Offenheit für Erfahrungen ist eine der fünf Dimensionen des Big-Five-Modells der Persönlichkeit. Sie beschreibt, wie neugierig, fantasievoll und experimentierfreudig eine Person ist. Menschen mit hohen Werten suchen aktiv nach neuen Ideen, Perspektiven und Erlebnissen; Menschen mit niedrigen Werten bevorzugen Bewährtes, Routine und klare Konventionen.
Woran sich Offenheit zeigt
- Hohe Werte: Neugier, Kreativität, breite Interessen, Freude an abstrakten Ideen und unkonventionellen Lösungen.
- Niedrige Werte: Pragmatismus, Vorliebe für Vertrautes, konkretes Denken, Skepsis gegenüber Veränderung um der Veränderung willen.
Wie bei allen Big-Five-Dimensionen gilt: Beide Pole haben Stärken. Hohe Offenheit treibt Innovation, niedrige Offenheit hält Prozesse stabil und verhindert Aktionismus.
Offenheit in der Arbeitswelt
Offenheit hängt mit Lernbereitschaft, Anpassung an Veränderungen und kreativen Leistungen zusammen – relevant etwa bei Change-Prozessen, in Forschung und Entwicklung oder im Design. Aber auch hier gilt: Ob Menschen ihre Offenheit einbringen können, entscheiden die Arbeitsbedingungen. Wer ständig unter Zeitdruck steht oder für Vorschläge keine Resonanz bekommt, stellt das Mitdenken irgendwann ein – unabhängig von der Persönlichkeit. Ob Beschäftigte Entwicklungschancen und Gestaltungsmöglichkeiten erleben, ist deshalb Teil der psychischen Gefährdungsbeurteilung. Wie Du solche Faktoren misst, zeigt unsere GB-Psych-Übersicht.
Häufige Fragen
Was bedeutet Offenheit für Erfahrungen?
Offenheit für Erfahrungen (englisch: Openness to Experience) ist die Big-Five-Dimension für Neugier, Fantasie und die Bereitschaft, Neues auszuprobieren – von Ideen über Kulturen bis zu Arbeitsweisen.

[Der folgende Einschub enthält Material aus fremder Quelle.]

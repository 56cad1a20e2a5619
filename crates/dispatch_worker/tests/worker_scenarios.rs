//! End-to-end worker loop scenarios with mocked collaborators: envelope
//! settlement, gating, and the dispatch/tactical handler paths.

use std::sync::Arc;
use std::time::Duration;

use bytes::Bytes;
use dispatch_worker::domain::{AllowListGate, DispatchService, TacticalService, ThreadRegistry};
use dispatch_worker::worker::WorkerLoop;
use tokio_util::sync::CancellationToken;
use trailwatch_asr::MockTranscriber;
use trailwatch_chat::{ChatPoster, MockChatPoster};
use trailwatch_domain::{DispatchMessage, DispatchMessages, TranscriptionResponse};
use trailwatch_kv::{KvStore, MockKvStore};
use trailwatch_ml::MockDispatchParser;
use trailwatch_nats::{MockEventQueue, MockQueueMessage};
use trailwatch_s3::MockObjectStore;

const ACTIVATION: Duration = Duration::from_secs(1800);
const DISPATCH_KEY: &str = "1399-1750542445_854412500.1-call_1871.wav";
const TACTICAL_KEY: &str = "1385-1750542500_854412500.2-call_1880.wav";

fn envelope_json(event_name: &str, key: &str) -> String {
    format!(
        r#"{{"Records":[{{"eventName":"{event_name}","s3":{{"object":{{"key":"{key}"}}}}}}]}}"#
    )
}

fn acked_message(payload: &str) -> MockQueueMessage {
    let mut message = MockQueueMessage::new();
    message
        .expect_payload()
        .return_const(Bytes::copy_from_slice(payload.as_bytes()));
    message.expect_ack().times(1).returning(|| Ok(()));
    message.expect_nack().never();
    message
}

fn build_worker(
    store: MockObjectStore,
    transcriber: MockTranscriber,
    parser: MockDispatchParser,
    chat: MockChatPoster,
    kv: MockKvStore,
) -> WorkerLoop {
    let kv: Arc<dyn KvStore> = Arc::new(kv);
    let chat: Arc<dyn ChatPoster> = Arc::new(chat);

    let gate = Arc::new(AllowListGate::new(Arc::clone(&kv), "1399".to_string()));
    let threads = Arc::new(ThreadRegistry::new(kv));
    let dispatch = Arc::new(DispatchService::new(
        Arc::new(parser),
        Arc::clone(&chat),
        Arc::clone(&gate),
        Arc::clone(&threads),
        "1399".to_string(),
        ACTIVATION,
    ));
    let tactical = Arc::new(TacticalService::new(chat, threads));

    WorkerLoop::new(
        Arc::new(MockEventQueue::new()),
        Arc::new(store),
        Arc::new(transcriber),
        gate,
        dispatch,
        tactical,
        "1399".to_string(),
        Duration::from_secs(30),
    )
}

fn rescue_parser(times: usize) -> MockDispatchParser {
    let mut parser = MockDispatchParser::new();
    parser
        .expect_parse_dispatches()
        .times(times)
        .returning(|transcription| {
            Ok(DispatchMessages {
                messages: vec![DispatchMessage {
                    call_type: "Rescue - Trail".to_string(),
                    tac_channel: "TAC3".to_string(),
                    cleaned_transcription: "Trail rescue on Tiger Mountain, respond TAC3"
                        .to_string(),
                    transcription: transcription.to_string(),
                }],
                transcription: transcription.to_string(),
            })
        });
    parser
}

fn transcriber_returning(text: &'static str, times: usize) -> MockTranscriber {
    let mut transcriber = MockTranscriber::new();
    transcriber
        .expect_transcribe()
        .times(times)
        .returning(move |file_name, _| {
            Ok(TranscriptionResponse {
                filename: file_name.to_string(),
                transcription: text.to_string(),
            })
        });
    transcriber
}

fn store_returning(times: usize) -> MockObjectStore {
    let mut store = MockObjectStore::new();
    store
        .expect_get()
        .times(times)
        .returning(|_| Ok(vec![0u8; 16]));
    store
}

#[tokio::test]
async fn dispatch_call_activates_tactical_channel_and_posts_header() {
    let mut kv = MockKvStore::new();
    // The dispatch talkgroup is admitted without a membership query, so the
    // only set mutation is the activation and the only write the thread root.
    kv.expect_sadd_ex()
        .withf(|key, ttl, members| {
            key == "allowed_talkgroups" && *ttl == ACTIVATION && members == ["1385"]
        })
        .times(1)
        .returning(|_, _, _| Ok(()));
    kv.expect_set_ex()
        .withf(|key, ttl, value| key == "tg:1385" && *ttl == ACTIVATION && value == "111.222")
        .times(1)
        .returning(|_, _, _| Ok(()));

    let mut chat = MockChatPoster::new();
    chat.expect_post_message()
        .withf(|message| {
            message.thread_root.is_none()
                && serde_json::to_string(&message.blocks).unwrap().contains("TAC3")
        })
        .times(1)
        .returning(|_| Ok("111.222".to_string()));

    let worker = build_worker(
        store_returning(1),
        transcriber_returning("Rescue Trail TAC 3 Tiger Mountain", 1),
        rescue_parser(1),
        chat,
        kv,
    );

    let message = acked_message(&envelope_json("ObjectCreated:Put", DISPATCH_KEY));
    worker
        .handle_message(&CancellationToken::new(), &message)
        .await;
}

#[tokio::test]
async fn tactical_call_inside_window_replies_into_thread() {
    let mut kv = MockKvStore::new();
    kv.expect_smismember()
        .withf(|key, members| key == "allowed_talkgroups" && members == ["1385"])
        .times(1)
        .returning(|_, _| Ok(vec![true]));
    kv.expect_get()
        .withf(|key| key == "tg:1385")
        .times(1)
        .returning(|_| Ok(Some("111.222".to_string())));

    let mut chat = MockChatPoster::new();
    chat.expect_post_message()
        .withf(|message| {
            message.thread_root.as_deref() == Some("111.222")
                && serde_json::to_string(&message.blocks)
                    .unwrap()
                    .contains("Medic 72 on scene")
        })
        .times(1)
        .returning(|_| Ok("111.555".to_string()));

    let worker = build_worker(
        store_returning(1),
        transcriber_returning("Medic 72 on scene", 1),
        MockDispatchParser::new(),
        chat,
        kv,
    );

    let message = acked_message(&envelope_json("ObjectCreated:Post", TACTICAL_KEY));
    worker
        .handle_message(&CancellationToken::new(), &message)
        .await;
}

#[tokio::test]
async fn tactical_call_outside_window_is_dropped_before_fetch() {
    let mut kv = MockKvStore::new();
    kv.expect_smismember()
        .times(1)
        .returning(|_, _| Ok(vec![false]));
    kv.expect_get().never();

    // Not allowed: no fetch, no ASR call, no chat post.
    let mut store = MockObjectStore::new();
    store.expect_get().never();
    let mut transcriber = MockTranscriber::new();
    transcriber.expect_transcribe().never();

    let worker = build_worker(
        store,
        transcriber,
        MockDispatchParser::new(),
        MockChatPoster::new(),
        kv,
    );

    let message = acked_message(&envelope_json("ObjectCreated:Put", TACTICAL_KEY));
    worker
        .handle_message(&CancellationToken::new(), &message)
        .await;
}

#[tokio::test]
async fn non_rescue_dispatch_leaves_no_trace() {
    let mut parser = MockDispatchParser::new();
    parser.expect_parse_dispatches().times(1).returning(|t| {
        Ok(DispatchMessages {
            messages: vec![DispatchMessage {
                call_type: "Aid Emergency".to_string(),
                tac_channel: "TAC5".to_string(),
                cleaned_transcription: "Aid emergency at 120 Main St".to_string(),
                transcription: t.to_string(),
            }],
            transcription: t.to_string(),
        })
    });

    let mut kv = MockKvStore::new();
    kv.expect_sadd_ex().never();
    kv.expect_set_ex().never();

    let mut chat = MockChatPoster::new();
    chat.expect_post_message().never();

    let worker = build_worker(
        store_returning(1),
        transcriber_returning("Aid Emergency at 120 Main St", 1),
        parser,
        chat,
        kv,
    );

    let message = acked_message(&envelope_json("ObjectCreated:Put", DISPATCH_KEY));
    worker
        .handle_message(&CancellationToken::new(), &message)
        .await;
}

#[tokio::test]
async fn duplicate_dispatch_records_activate_once_per_envelope() {
    // Two records carrying the same transmission: the fingerprint set spans
    // the envelope, so only the first activates and posts.
    let payload = format!(
        r#"{{"Records":[
            {{"eventName":"ObjectCreated:Put","s3":{{"object":{{"key":"{DISPATCH_KEY}"}}}}}},
            {{"eventName":"ObjectCreated:Put","s3":{{"object":{{"key":"{DISPATCH_KEY}"}}}}}}
        ]}}"#
    );

    let mut kv = MockKvStore::new();
    kv.expect_sadd_ex().times(1).returning(|_, _, _| Ok(()));
    kv.expect_set_ex().times(1).returning(|_, _, _| Ok(()));

    let mut chat = MockChatPoster::new();
    chat.expect_post_message()
        .times(1)
        .returning(|_| Ok("111.222".to_string()));

    let worker = build_worker(
        store_returning(2),
        transcriber_returning("Rescue Trail TAC 3 Tiger Mountain", 2),
        rescue_parser(2),
        chat,
        kv,
    );

    let message = acked_message(&payload);
    worker
        .handle_message(&CancellationToken::new(), &message)
        .await;
}

#[tokio::test]
async fn undecodable_envelope_is_nacked_not_acked() {
    let mut message = MockQueueMessage::new();
    message
        .expect_payload()
        .return_const(Bytes::from_static(b"not an event"));
    message.expect_ack().never();
    message.expect_nack().times(1).returning(|| Ok(()));

    let worker = build_worker(
        MockObjectStore::new(),
        MockTranscriber::new(),
        MockDispatchParser::new(),
        MockChatPoster::new(),
        MockKvStore::new(),
    );

    worker
        .handle_message(&CancellationToken::new(), &message)
        .await;
}

#[tokio::test]
async fn empty_envelope_is_acked_and_no_handler_runs() {
    let worker = build_worker(
        MockObjectStore::new(),
        MockTranscriber::new(),
        MockDispatchParser::new(),
        MockChatPoster::new(),
        MockKvStore::new(),
    );

    let message = acked_message(r#"{"Records":[]}"#);
    worker
        .handle_message(&CancellationToken::new(), &message)
        .await;
}

#[tokio::test]
async fn non_wav_record_never_reaches_the_store() {
    let mut store = MockObjectStore::new();
    store.expect_get().never();

    let worker = build_worker(
        store,
        MockTranscriber::new(),
        MockDispatchParser::new(),
        MockChatPoster::new(),
        MockKvStore::new(),
    );

    let message = acked_message(&envelope_json(
        "ObjectCreated:Put",
        "1385-1750542500_854412500.2-call_1880.mp3",
    ));
    worker
        .handle_message(&CancellationToken::new(), &message)
        .await;
}

#[tokio::test]
async fn non_object_created_events_are_skipped() {
    let worker = build_worker(
        MockObjectStore::new(),
        MockTranscriber::new(),
        MockDispatchParser::new(),
        MockChatPoster::new(),
        MockKvStore::new(),
    );

    let message = acked_message(&envelope_json("ObjectRemoved:Delete", TACTICAL_KEY));
    worker
        .handle_message(&CancellationToken::new(), &message)
        .await;
}

#[tokio::test]
async fn worker_loop_exits_on_cancellation() {
    let mut queue = MockEventQueue::new();
    queue.expect_receive().returning(|| Ok(None));

    let kv: Arc<dyn KvStore> = Arc::new(MockKvStore::new());
    let chat: Arc<dyn ChatPoster> = Arc::new(MockChatPoster::new());
    let gate = Arc::new(AllowListGate::new(Arc::clone(&kv), "1399".to_string()));
    let threads = Arc::new(ThreadRegistry::new(kv));
    let dispatch = Arc::new(DispatchService::new(
        Arc::new(MockDispatchParser::new()),
        Arc::clone(&chat),
        Arc::clone(&gate),
        Arc::clone(&threads),
        "1399".to_string(),
        ACTIVATION,
    ));
    let tactical = Arc::new(TacticalService::new(chat, threads));
    let worker = WorkerLoop::new(
        Arc::new(queue),
        Arc::new(MockObjectStore::new()),
        Arc::new(MockTranscriber::new()),
        gate,
        dispatch,
        tactical,
        "1399".to_string(),
        Duration::from_secs(30),
    );

    let cancel = CancellationToken::new();
    cancel.cancel();
    worker.run(cancel).await.unwrap();
}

Ist hohe Offenheit für Erfahrungen von Vorteil?
In Veränderungs- und Innovationskontexten meist ja. In stark standardisierten Tätigkeiten kann eine niedrigere Ausprägung sogar passender sein – entscheidend ist die Passung zwischen Person und Aufgabe.
Zu welchem Modell gehört Offenheit für Erfahrungen?
Zum Big-Five-Modell der Persönlichkeit, neben Gewissenhaftigkeit, Extraversion, Verträglichkeit und Neurotizismus.